All right, enough of that. Look, when it comes to money, it can feel like the goalpost is always moving. Once you finally hit a goal, it feels like it's not enough. There's always another goal right ahead of you.
But if you've been watching this channel and doing the right things with your money, you've probably hit some money milestones. And I personally want to celebrate those with you. And it's not just finger traps and waffle parties. I'm talking about full-on marching bands. So today I am breaking down 11 financial milestones worth celebrating. And trust me, no matter where you are on your journey to wealth, there are some big wins here you should be proud of. But before we jump in, give those like and subscribe buttons a click and share this video with your friends in optics and design before the macro debt uprising.

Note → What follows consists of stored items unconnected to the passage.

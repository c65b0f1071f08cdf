use schemars::JsonSchema;
use serde::{Deserialize, Serialize};

use crate::bundle::helpers::{default_css_filename, default_true};

/// Stylesheet extraction into a standalone CSS bundle
#[derive(Debug, Clone, PartialEq, Eq, Serialize, Deserialize, JsonSchema)]
#[serde(rename_all = "camelCase")]
pub struct CssBundle {
    /// Output filename relative to the output directory
    #[serde(default = "default_css_filename")]
    pub filename: String,

    /// When set, styles fall back to the extraction rule's `fallback` loader
    #[serde(default)]
    pub disable: bool,

    /// Merge styles from every chunk, not only directly imported ones
    #[serde(default = "default_true")]
    pub all_chunks: bool,
}

impl Default for CssBundle {
    fn default() -> Self {
        Self {
            filename: default_css_filename(),
            disable: false,
            all_chunks: true,
        }
    }
}

impl CssBundle {
    pub fn new(filename: impl Into<String>) -> Self {
        Self {
            filename: filename.into(),
            ..Self::default()
        }
    }
}
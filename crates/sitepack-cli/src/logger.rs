//! Logging infrastructure for the sitepack CLI.
//!
//! Structured logging through the `tracing` ecosystem. Library events from
//! `sitepack_config` (path resolution, rule dispatch, config layering) show
//! up with `--verbose` or a matching `RUST_LOG` filter.
//!
//! # Example
//!
//! ```rust,no_run
//! use sitepack_cli::logger::init_logger;
//! use tracing::{debug, info};
//!
//! init_logger(false, false, false);
//!
//! info!("Resolving configuration");
//! debug!("Project root: {}", "/site");
//! ```

use tracing_subscriber::{EnvFilter, fmt, layer::SubscriberExt, util::SubscriberInitExt};

const VERBOSE_FILTER: &str = "sitepack_config=debug,sitepack_cli=debug";
const QUIET_FILTER: &str = "sitepack_config=error,sitepack_cli=error";
const DEFAULT_FILTER: &str = "sitepack_config=info,sitepack_cli=info";

/// Initialize the tracing subscriber with the specified options.
///
/// The logging level is determined in this order:
/// 1. `--verbose` flag: DEBUG for sitepack crates
/// 2. `--quiet` flag: ERROR only
/// 3. `RUST_LOG` environment variable: custom filter
/// 4. Default: INFO for sitepack crates
pub fn init_logger(verbose: bool, quiet: bool, no_color: bool) {
    init_logger_with_filter(filter_for(verbose, quiet), no_color);
}

/// Initialize logger with custom environment filter.
///
/// # Example
///
/// ```rust,no_run
/// use sitepack_cli::logger::init_logger_with_filter;
/// use tracing_subscriber::EnvFilter;
///
/// init_logger_with_filter(EnvFilter::new("sitepack_config=trace"), true);
/// ```
pub fn init_logger_with_filter(filter: EnvFilter, no_color: bool) {
    // Logs go to stderr; stdout carries command output
    let fmt_layer = fmt::layer()
        .with_writer(std::io::stderr)
        .with_target(false)
        .with_level(true)
        .with_ansi(!no_color)
        .compact();

    // A second init (e.g. in tests) keeps the first subscriber
    let _ = tracing_subscriber::registry()
        .with(filter)
        .with(fmt_layer)
        .try_init();
}

fn filter_for(verbose: bool, quiet: bool) -> EnvFilter {
    if verbose {
        EnvFilter::new(VERBOSE_FILTER)
    } else if quiet {
        EnvFilter::new(QUIET_FILTER)
    } else {
        EnvFilter::try_from_default_env().unwrap_or_else(|_| EnvFilter::new(DEFAULT_FILTER))
    }
}

#[cfg(test)]
mod tests {
    use super::*;

    #[test]
    fn test_filter_directives_parse() {
        // The internal format of EnvFilter isn't guaranteed, so only check parsing
        for directives in [VERBOSE_FILTER, QUIET_FILTER, DEFAULT_FILTER] {
            assert!(EnvFilter::try_new(directives).is_ok(), "{directives}");
        }
    }

    #[test]
    fn test_init_twice_does_not_panic() {
        init_logger(false, true, true);
        init_logger(true, false, true);
    }
}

Okay, these first three are what I'm calling starter milestones. Once you decide to get your financial act together and you start doing the right things with money, these are some of the first things to celebrate, starting with cutting up a credit card.
Now, that might not seem like a big deal to some of you, but it really is a milestone because cutting up your credit card isn't just a good decision. It's an entire lifestyle change. It means that you've decided to opt out of the system designed to keep you broke. You're ready to stop borrowing money and start building real wealth. And I remember when I cut up my two credit cards back in 2013, I went through this money course called Financial Peace University. And as a group, we had a placectomy.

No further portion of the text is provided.